Law Enforcement
By: Amanda Ruth Vetterlein

Summary

The theme of racial inequality is portrayed in the beginning of the novel and continues until the concluding chapters. Just as Invisible Man must learn to comply with the Jim Crow laws when he lives in the South, he finds that his journey north to Harlem brings him even more experiences of injustice. The theme of unfair treatment by police officers towards people of the black race is one that appears regularly.

Examples and quotations from the book

The Black Fight for Justice in the 1930s

The mistreatment of blacks in Invisible Man can be seen as a mirror of the unequal system of justice that blacks were forced to endure in the 1930s. Here are a few famous examples of blacks' fighting for a more equal society during that time.

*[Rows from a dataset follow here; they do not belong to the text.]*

use chrono::{DateTime, Utc};
use clap::ValueEnum;
use serde::{Deserialize, Serialize};

use crate::derive::should_not_retry;
use crate::hash::{IssueHash, stable_id};

/// Defines a kebab-case label enum with `as_str`, `from_label`, and `Display`.
///
/// `from_label` accepts the canonical label case-insensitively, with spaces or
/// underscores standing in for hyphens.
macro_rules! label_enum {
    (
        $(#[$meta:meta])*
        pub enum $name:ident { $($variant:ident => $label:literal),+ $(,)? }
    ) => {
        $(#[$meta])*
        #[derive(Debug, Clone, Copy, PartialEq, Eq, Hash, Serialize, Deserialize)]
        #[serde(rename_all = "kebab-case")]
        pub enum $name {
            $($variant),+
        }

        impl $name {
            pub const ALL: &'static [$name] = &[$($name::$variant),+];

            pub fn as_str(&self) -> &'static str {
                match self {
                    $(Self::$variant => $label),+
                }
            }

            pub fn from_label(raw: &str) -> Option<Self> {
                let normalized = raw.trim().to_ascii_lowercase().replace([' ', '_'], "-");
                Self::ALL.iter().copied().find(|v| v.as_str() == normalized)
            }
        }

        impl std::fmt::Display for $name {
            fn fmt(&self, f: &mut std::fmt::Formatter<'_>) -> std::fmt::Result {
                f.write_str(self.as_str())
            }
        }
    };
}

label_enum! {
    /// Area a recorded decision applies to.
    pub enum DecisionCategory {
        Architecture => "architecture",
        TechStack => "tech-stack",
        Patterns => "patterns",
        Security => "security",
        DataModel => "data-model",
        ApiDesign => "api-design",
        UiDesign => "ui-design",
        Integration => "integration",
        Deployment => "deployment",
        BusinessLogic => "business-logic",
    }
}

label_enum! {
    pub enum Impact {
        Low => "low",
        Medium => "medium",
        High => "high",
        Critical => "critical",
    }
}

label_enum! {
    pub enum MadeBy {
        User => "user",
        Ai => "ai",
        System => "system",
    }
}

label_enum! {
    /// Outcome of one attempt. Serialized labels match the heading parenthetical
    /// only for `success`; the dialect writes failures as `(Failed)`.
    pub enum AttemptResult {
        Success => "success",
        Failure => "failure",
        Partial => "partial",
    }
}

label_enum! {
    pub enum BlockerCategory {
        Error => "error",
        MissingInfo => "missing-info",
        WaitingExternal => "waiting-external",
        NeedsDecision => "needs-decision",
    }
}

label_enum! {
    pub enum BlockerStatus {
        Active => "active",
        Resolved => "resolved",
    }
}

label_enum! {
    /// Rough size of the work covered by one devlog session.
    pub enum TaskSize {
        Trivial => "trivial",
        Small => "small",
        Medium => "medium",
        Large => "large",
    }
}

label_enum! {
    pub enum SessionStatus {
        Completed => "completed",
        InProgress => "in-progress",
        Blocked => "blocked",
        Abandoned => "abandoned",
    }
}

impl Impact {
    /// Critical and high impact decisions are rendered as "must follow".
    pub fn is_binding(&self) -> bool {
        matches!(self, Self::High | Self::Critical)
    }
}

/// A recorded architectural or product choice.
#[derive(Debug, Clone, PartialEq, Serialize, Deserialize)]
#[serde(rename_all = "camelCase")]
pub struct Decision {
    pub id: String,
    pub timestamp: DateTime<Utc>,
    pub decision: String,
    pub category: DecisionCategory,
    pub reasoning: String,
    pub alternatives_considered: Vec<String>,
    pub made_by: MadeBy,
    pub user_approved: bool,
    pub reversible: bool,
    pub impact: Impact,
    pub related_files: Vec<String>,
    /// Reserved for cross-linking; always empty today.
    pub related_decisions: Vec<String>,
}

/// One recorded try at resolving an issue.
#[derive(Debug, Clone, PartialEq, Serialize, Deserialize)]
#[serde(rename_all = "camelCase")]
pub struct Attempt {
    pub id: String,
    pub timestamp: Option<DateTime<Utc>>,
    pub issue: String,
    pub issue_hash: IssueHash,
    pub approach: String,
    pub code_or_command: Option<String>,
    pub result: AttemptResult,
    pub error_message: Option<String>,
    pub lessons_learned: Option<String>,
    pub should_not_retry: bool,
}

impl Attempt {
    /// Build an attempt with derived fields filled in. `number` is the 1-based
    /// position of the attempt within its issue. The id hashes
    /// `issue_hash|number`, so spellings of one issue share ids.
    pub fn new(
        issue: impl Into<String>,
        number: u32,
        approach: impl Into<String>,
        result: AttemptResult,
    ) -> Self {
        let issue = issue.into();
        let issue_hash = IssueHash::of(&issue);
        let id = stable_id(&[issue_hash.as_str(), &number.to_string()]);
        let mut attempt = Self {
            id,
            timestamp: None,
            issue,
            issue_hash,
            approach: approach.into(),
            code_or_command: None,
            result,
            error_message: None,
            lessons_learned: None,
            should_not_retry: false,
        };
        attempt.reevaluate();
        attempt
    }

    pub fn with_error(mut self, error: impl Into<String>) -> Self {
        self.error_message = Some(error.into());
        self
    }

    pub fn with_code(mut self, code: impl Into<String>) -> Self {
        self.code_or_command = Some(code.into());
        self
    }

    pub fn with_lessons(mut self, lessons: impl Into<String>) -> Self {
        self.lessons_learned = Some(lessons.into());
        self.reevaluate();
        self
    }

    pub fn with_timestamp(mut self, timestamp: DateTime<Utc>) -> Self {
        self.timestamp = Some(timestamp);
        self
    }

    /// Recompute `should_not_retry` from the current result and lessons.
    pub fn reevaluate(&mut self) {
        self.should_not_retry = should_not_retry(self);
    }
}

/// An unresolved (or since-resolved) obstacle.
#[derive(Debug, Clone, PartialEq, Serialize, Deserialize)]
#[serde(rename_all = "camelCase")]
pub struct Blocker {
    pub id: String,
    pub created_at: DateTime<Utc>,
    pub description: String,
    pub category: BlockerCategory,
    pub error_message: Option<String>,
    pub attempts_made: Vec<String>,
    pub status: BlockerStatus,
    pub resolved_at: Option<DateTime<Utc>>,
    pub resolution: Option<String>,
}

#[derive(Debug, Clone, PartialEq, Eq, Serialize, Deserialize)]
pub struct FileChange {
    pub path: String,
    pub change: String,
}

/// A session-level work-log record.
#[derive(Debug, Clone, PartialEq, Serialize, Deserialize)]
#[serde(rename_all = "camelCase")]
pub struct DevlogEntry {
    pub date: DateTime<Utc>,
    pub title: String,
    pub session_id: Option<String>,
    pub task_size: TaskSize,
    pub status: SessionStatus,
    pub what_was_done: Vec<String>,
    pub files_changed: Vec<FileChange>,
    /// Decisions referenced during the session.
    pub decisions_made: Vec<String>,
    pub next_steps: Vec<String>,
}

#[derive(Debug, Clone, PartialEq, Eq, Serialize, Deserialize)]
#[serde(default)]
pub struct TechStack {
    pub framework: String,
    pub database: String,
    pub orm: String,
    pub auth: String,
    pub ui: String,
    #[serde(skip_serializing_if = "Option::is_none")]
    pub payments: Option<String>,
}

impl Default for TechStack {
    fn default() -> Self {
        Self {
            framework: "nextjs".to_string(),
            database: "postgresql".to_string(),
            orm: "prisma".to_string(),
            auth: "nextauth".to_string(),
            ui: "tailwind".to_string(),
            payments: None,
        }
    }
}

/// Aggregate snapshot of a project's memory, used to prime an LLM prompt.
#[derive(Debug, Clone, PartialEq, Serialize, Deserialize)]
#[serde(rename_all = "camelCase")]
pub struct ProjectContext {
    pub version: String,
    pub project_name: String,
    pub project_type: String,
    pub current_phase: String,
    pub last_updated: Option<String>,
    pub stack: TechStack,
    pub built_features: Vec<String>,
    pub pending_features: Vec<String>,
    /// Reserved; always empty.
    pub recent_commits: Vec<String>,
    pub recent_changes: Vec<FileChange>,
    pub decisions: Vec<Decision>,
    pub recent_attempts: Vec<Attempt>,
    /// Active blockers only.
    pub blockers: Vec<Blocker>,
}

/// Output format for CLI commands.
#[derive(Clone, Copy, Debug, Default, PartialEq, Eq, ValueEnum, Serialize, Deserialize)]
#[serde(rename_all = "lowercase")]
pub enum OutputFormat {
    #[default]
    Text,
    Json,
}

#[cfg(test)]
mod tests {
    use super::*;

    #[test]
    fn test_label_roundtrip_for_every_category() {
        for category in DecisionCategory::ALL {
            assert_eq!(DecisionCategory::from_label(category.as_str()), Some(*category));
        }
    }

    #[test]
    fn test_from_label_accepts_spaces_and_case() {
        assert_eq!(
            DecisionCategory::from_label("  Tech Stack "),
            Some(DecisionCategory::TechStack)
        );
        assert_eq!(
            BlockerCategory::from_label("waiting_external"),
            Some(BlockerCategory::WaitingExternal)
        );
        assert_eq!(Impact::from_label("enormous"), None);
    }

    #[test]
    fn test_serde_uses_kebab_case_labels() {
        let json = serde_json::to_string(&DecisionCategory::ApiDesign).unwrap();
        assert_eq!(json, "\"api-design\"");
        let status: SessionStatus = serde_json::from_str("\"in-progress\"").unwrap();
        assert_eq!(status, SessionStatus::InProgress);
    }

    #[test]
    fn test_attempt_new_derives_hash_and_retry_flag() {
        let attempt = Attempt::new("Port 3000 in use", 1, "kill it", AttemptResult::Failure);
        assert_eq!(attempt.issue_hash, IssueHash::of("port 3000 in use"));
        assert!(attempt.should_not_retry);

        let softened = attempt.with_lessons("a different signal might work");
        assert!(!softened.should_not_retry);
    }

    #[test]
    fn test_attempt_ids_differ_by_number() {
        let a = Attempt::new("issue", 1, "x", AttemptResult::Partial);
        let b = Attempt::new("issue", 2, "x", AttemptResult::Partial);
        assert_ne!(a.id, b.id);
    }

    #[test]
    fn test_attempt_id_follows_issue_hash() {
        let a = Attempt::new("Port 3000 in use", 1, "x", AttemptResult::Partial);
        let b = Attempt::new("  port 3000 IN USE", 1, "y", AttemptResult::Failure);
        assert_eq!(a.id, b.id);
        assert_eq!(a.id, stable_id(&[a.issue_hash.as_str(), "1"]));
    }

    #[test]
    fn test_project_context_serializes_camel_case() {
        let ctx = ProjectContext {
            version: "1.0.0".into(),
            project_name: "demo".into(),
            project_type: "saas".into(),
            current_phase: "mvp".into(),
            last_updated: None,
            stack: TechStack::default(),
            built_features: vec![],
            pending_features: vec![],
            recent_commits: vec![],
            recent_changes: vec![],
            decisions: vec![],
            recent_attempts: vec![],
            blockers: vec![],
        };
        let value = serde_json::to_value(&ctx).unwrap();
        assert_eq!(value["projectName"], "demo");
        assert_eq!(value["stack"]["framework"], "nextjs");
        assert!(value["stack"].get("payments").is_none());
    }
}
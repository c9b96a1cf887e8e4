use pmem_core::{Attempt, AttemptResult, IssueHash};

/// Failed attempts recorded for `issue`, in input order.
pub fn get_failed_attempts<'a>(issue: &str, attempts: &'a [Attempt]) -> Vec<&'a Attempt> {
    let hash = IssueHash::of(issue);
    attempts
        .iter()
        .filter(|a| a.issue_hash == hash && a.result == AttemptResult::Failure)
        .collect()
}

/// Successful attempts whose issue or approach mentions `category`
/// (case-insensitive substring).
pub fn get_successful_approaches<'a>(category: &str, attempts: &'a [Attempt]) -> Vec<&'a Attempt> {
    let needle = category.to_lowercase();
    attempts
        .iter()
        .filter(|a| a.result == AttemptResult::Success)
        .filter(|a| {
            a.issue.to_lowercase().contains(&needle) || a.approach.to_lowercase().contains(&needle)
        })
        .collect()
}
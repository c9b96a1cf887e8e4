//! Memory configuration loading (.pmem/config.toml and the user-level config).

pub mod config;
mod config_merge;
pub mod paths;

pub use config::{ContextConfig, FilesConfig, MatcherConfig, MemoryConfig};
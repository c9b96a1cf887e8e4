//! Core record types, identifiers, and derived-field rules for project memory.

pub mod derive;
pub mod error;
pub mod hash;
pub mod types;

pub use derive::{infer_blocker_category, infer_category, infer_impact, should_not_retry};
pub use error::MemoryError;
pub use hash::{IssueHash, stable_id};
pub use types::*;
//! Heuristic derivation of record fields.
//!
//! Each rule is a pure function over the record (or its source text) so the
//! keyword triggers can be tested one by one.

use crate::types::{Attempt, AttemptResult, BlockerCategory, Decision, DecisionCategory, Impact};

/// Phrase in `lessons_learned` that keeps a failed approach open for retry.
const RETRY_HINT: &str = "might work";

/// Keyword table for category inference, checked in order; first hit wins.
///
/// Keywords of three characters or fewer must match a whole word, longer ones
/// match as a word prefix ("deploy" matches "deployment").
const CATEGORY_KEYWORDS: &[(DecisionCategory, &[&str])] = &[
    (
        DecisionCategory::Security,
        &["security", "auth", "authentication", "encrypt", "permission", "password", "secret", "csrf", "xss"],
    ),
    (
        DecisionCategory::Architecture,
        &["architecture", "monolith", "microservice", "layer", "module", "structure", "monorepo"],
    ),
    (
        DecisionCategory::TechStack,
        &["framework", "library", "stack", "dependency", "package", "database", "language"],
    ),
    (
        DecisionCategory::DataModel,
        &["schema", "model", "table", "migration", "entity", "relation", "column"],
    ),
    (
        DecisionCategory::ApiDesign,
        &["api", "endpoint", "rest", "graphql", "route", "rpc", "webhook"],
    ),
    (
        DecisionCategory::UiDesign,
        &["ui", "ux", "component", "layout", "style", "css", "theme", "design"],
    ),
    (
        DecisionCategory::Integration,
        &["integration", "integrate", "third-party", "sdk", "stripe", "oauth", "provider"],
    ),
    (
        DecisionCategory::Deployment,
        &["deploy", "hosting", "vercel", "docker", "ci", "pipeline", "infrastructure", "kubernetes"],
    ),
    (
        DecisionCategory::Patterns,
        &["pattern", "convention", "naming", "idiom", "hook"],
    ),
];

/// Keyword table for blocker classification, checked in order.
const BLOCKER_KEYWORDS: &[(BlockerCategory, &[&str])] = &[
    (
        BlockerCategory::Error,
        &["error", "exception", "crash", "fails", "failing", "broken", "stack trace"],
    ),
    (
        BlockerCategory::WaitingExternal,
        &["waiting", "pending approval", "third party", "third-party", "vendor", "support ticket"],
    ),
    (
        BlockerCategory::MissingInfo,
        &["missing", "unknown", "unclear", "need info", "no docs", "credentials"],
    ),
];

/// A failed attempt is closed for retry unless its lessons say another try
/// "might work". Successes and partial results are never closed.
pub fn should_not_retry(attempt: &Attempt) -> bool {
    if attempt.result != AttemptResult::Failure {
        return false;
    }
    match &attempt.lessons_learned {
        Some(lessons) => !lessons.contains(RETRY_HINT),
        None => true,
    }
}

/// Infer a category from the decision's title, reasoning, and alternatives.
/// Falls back to `business-logic` when no keyword matches.
pub fn infer_category(decision: &Decision) -> DecisionCategory {
    let mut text = decision.decision.to_lowercase();
    text.push(' ');
    text.push_str(&decision.reasoning.to_lowercase());
    for alternative in &decision.alternatives_considered {
        text.push(' ');
        text.push_str(&alternative.to_lowercase());
    }

    let words: Vec<&str> = text
        .split(|c: char| !c.is_alphanumeric() && c != '-')
        .filter(|w| !w.is_empty())
        .collect();

    for (category, keywords) in CATEGORY_KEYWORDS {
        if keywords.iter().any(|kw| words.iter().any(|w| keyword_matches(w, kw))) {
            return *category;
        }
    }
    DecisionCategory::BusinessLogic
}

/// Scan unlabeled text for an `impact: <level>` phrase. Absent or unknown
/// levels are `low`.
pub fn infer_impact(text: &str) -> Impact {
    let lower = text.to_lowercase().replace('*', "");
    let Some(idx) = lower.find("impact:") else {
        return Impact::Low;
    };
    let rest = &lower[idx + "impact:".len()..];
    rest.split_whitespace()
        .next()
        .map(|word| word.trim_matches(|c: char| !c.is_alphanumeric()))
        .and_then(Impact::from_label)
        .unwrap_or(Impact::Low)
}

/// Classify a blocker: an error message means `error`, otherwise the first
/// keyword table hit, otherwise `needs-decision`.
pub fn infer_blocker_category(description: &str, error_message: Option<&str>) -> BlockerCategory {
    if error_message.is_some_and(|m| !m.trim().is_empty()) {
        return BlockerCategory::Error;
    }
    let lower = description.to_lowercase();
    BLOCKER_KEYWORDS
        .iter()
        .find(|(_, keywords)| keywords.iter().any(|kw| lower.contains(kw)))
        .map(|(category, _)| *category)
        .unwrap_or(BlockerCategory::NeedsDecision)
}

fn keyword_matches(word: &str, keyword: &str) -> bool {
    if keyword.len() <= 3 {
        word == keyword
    } else {
        word.starts_with(keyword)
    }
}
//! Dates used in section headings and `**Date:**` fields.

use chrono::{DateTime, NaiveDate, NaiveDateTime, Timelike, Utc};
use regex::Regex;
use std::sync::LazyLock;

/// `<date> - <title>` with the date optionally wrapped in brackets.
static DATED_HEADING_RE: LazyLock<Regex> = LazyLock::new(|| {
    Regex::new(
        r"^\[?(\d{4}-\d{2}-\d{2}(?:[T ]\d{2}:\d{2}(?::\d{2}(?:\.\d+)?)?(?:Z|[+-]\d{2}:?\d{2})?)?)\]?\s+-\s+(.+?)\s*$",
    )
    .expect("valid regex")
});

const NAIVE_DATETIME_FORMATS: &[&str] = &[
    "%Y-%m-%d %H:%M:%S",
    "%Y-%m-%dT%H:%M:%S",
    "%Y-%m-%d %H:%M:%S%.f",
    "%Y-%m-%dT%H:%M:%S%.f",
    "%Y-%m-%d %H:%M",
    "%Y-%m-%dT%H:%M",
];

/// Parse a record date: RFC 3339, `YYYY-MM-DD[ HH:MM[:SS]]`, or a bare date.
/// Times without an offset are taken as UTC.
pub fn parse_record_date(raw: &str) -> Option<DateTime<Utc>> {
    let raw = raw.trim();
    if let Ok(dt) = DateTime::parse_from_rfc3339(raw) {
        return Some(dt.with_timezone(&Utc));
    }
    for format in NAIVE_DATETIME_FORMATS {
        if let Ok(naive) = NaiveDateTime::parse_from_str(raw, format) {
            return Some(naive.and_utc());
        }
    }
    NaiveDate::parse_from_str(raw, "%Y-%m-%d")
        .ok()
        .and_then(|date| date.and_hms_opt(0, 0, 0))
        .map(|naive| naive.and_utc())
}

/// Render a date the way headings are written: bare date at midnight,
/// otherwise minutes precision.
pub fn format_record_date(date: &DateTime<Utc>) -> String {
    if date.hour() == 0 && date.minute() == 0 && date.second() == 0 {
        date.format("%Y-%m-%d").to_string()
    } else {
        date.format("%Y-%m-%d %H:%M").to_string()
    }
}

/// Split a `<date> - <title>` heading. Returns the raw date text, the parsed
/// date, and the title.
pub(crate) fn split_dated_heading(heading: &str) -> Option<(&str, DateTime<Utc>, &str)> {
    let caps = DATED_HEADING_RE.captures(heading)?;
    let raw_date = caps.get(1)?.as_str();
    let title = caps.get(2)?.as_str();
    let date = parse_record_date(raw_date)?;
    Some((raw_date, date, title))
}

#[cfg(test)]
mod tests {
    use super::*;
    use chrono::TimeZone;

    #[test]
    fn parses_supported_formats() {
        let midnight = Utc.with_ymd_and_hms(2024, 1, 15, 0, 0, 0).unwrap();
        let with_time = Utc.with_ymd_and_hms(2024, 1, 15, 10, 30, 0).unwrap();
        assert_eq!(parse_record_date("2024-01-15"), Some(midnight));
        assert_eq!(parse_record_date("2024-01-15 10:30"), Some(with_time));
        assert_eq!(parse_record_date("2024-01-15T10:30:00"), Some(with_time));
        assert_eq!(parse_record_date("2024-01-15T12:30:00+02:00"), Some(with_time));
        assert_eq!(parse_record_date("2024-01-15T10:30:00Z"), Some(with_time));
        assert_eq!(parse_record_date("yesterday"), None);
        assert_eq!(parse_record_date("2024-13-40"), None);
    }

    #[test]
    fn splits_plain_and_bracketed_headings() {
        let (raw, _, title) = split_dated_heading("2024-01-15 - Use Postgres").unwrap();
        assert_eq!(raw, "2024-01-15");
        assert_eq!(title, "Use Postgres");

        let (raw, date, title) = split_dated_heading("[2024-01-15 09:00] - Auth flow ").unwrap();
        assert_eq!(raw, "2024-01-15 09:00");
        assert_eq!(date, Utc.with_ymd_and_hms(2024, 1, 15, 9, 0, 0).unwrap());
        assert_eq!(title, "Auth flow");
    }

    #[test]
    fn rejects_headings_without_date_title_shape() {
        assert!(split_dated_heading("Decisions Log").is_none());
        assert!(split_dated_heading("2024-01-15").is_none());
        assert!(split_dated_heading("2024-01-15 -").is_none());
        assert!(split_dated_heading("2024-02-31 - Impossible date").is_none());
    }

    #[test]
    fn formats_midnight_as_bare_date() {
        let midnight = Utc.with_ymd_and_hms(2024, 1, 15, 0, 0, 0).unwrap();
        let with_time = Utc.with_ymd_and_hms(2024, 1, 15, 10, 30, 0).unwrap();
        assert_eq!(format_record_date(&midnight), "2024-01-15");
        assert_eq!(format_record_date(&with_time), "2024-01-15 10:30");
    }
}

  • The Scottsboro Case: In 1931 two white girls accused nine black boys from Scottsboro of rape. Although the evidence was doubtful, the boys were convicted by an all-white jury. The NAACP (National Association for the Advancement of Colored People) decided to defend the case. Although each boy was sentenced to 99 years in prison, by 1950 the NAACP had managed to have them all released.

  • Protesting the Lynching Law: In 1934 a main goal of the NAACP was protesting for a federal antilynching law. A large group of demonstrators gathered along the Mall in Washington D.C. and protested by lining up and wearing nooses around their necks. The demonstrators succeeded, and the passage of the anti-lynching law was a large step in the advancement of the rights of colored people.

  • Fight for Fair Working Conditions: In 1933 the NAACP discovered that blacks had been hired to build flood control levees along the Mississippi River. These workers were being forced to work twelve hours a day, every day with no holidays or overtime pay. The NAACP went to Congress and succeeded in improving the conditions of flood-control workers everywhere.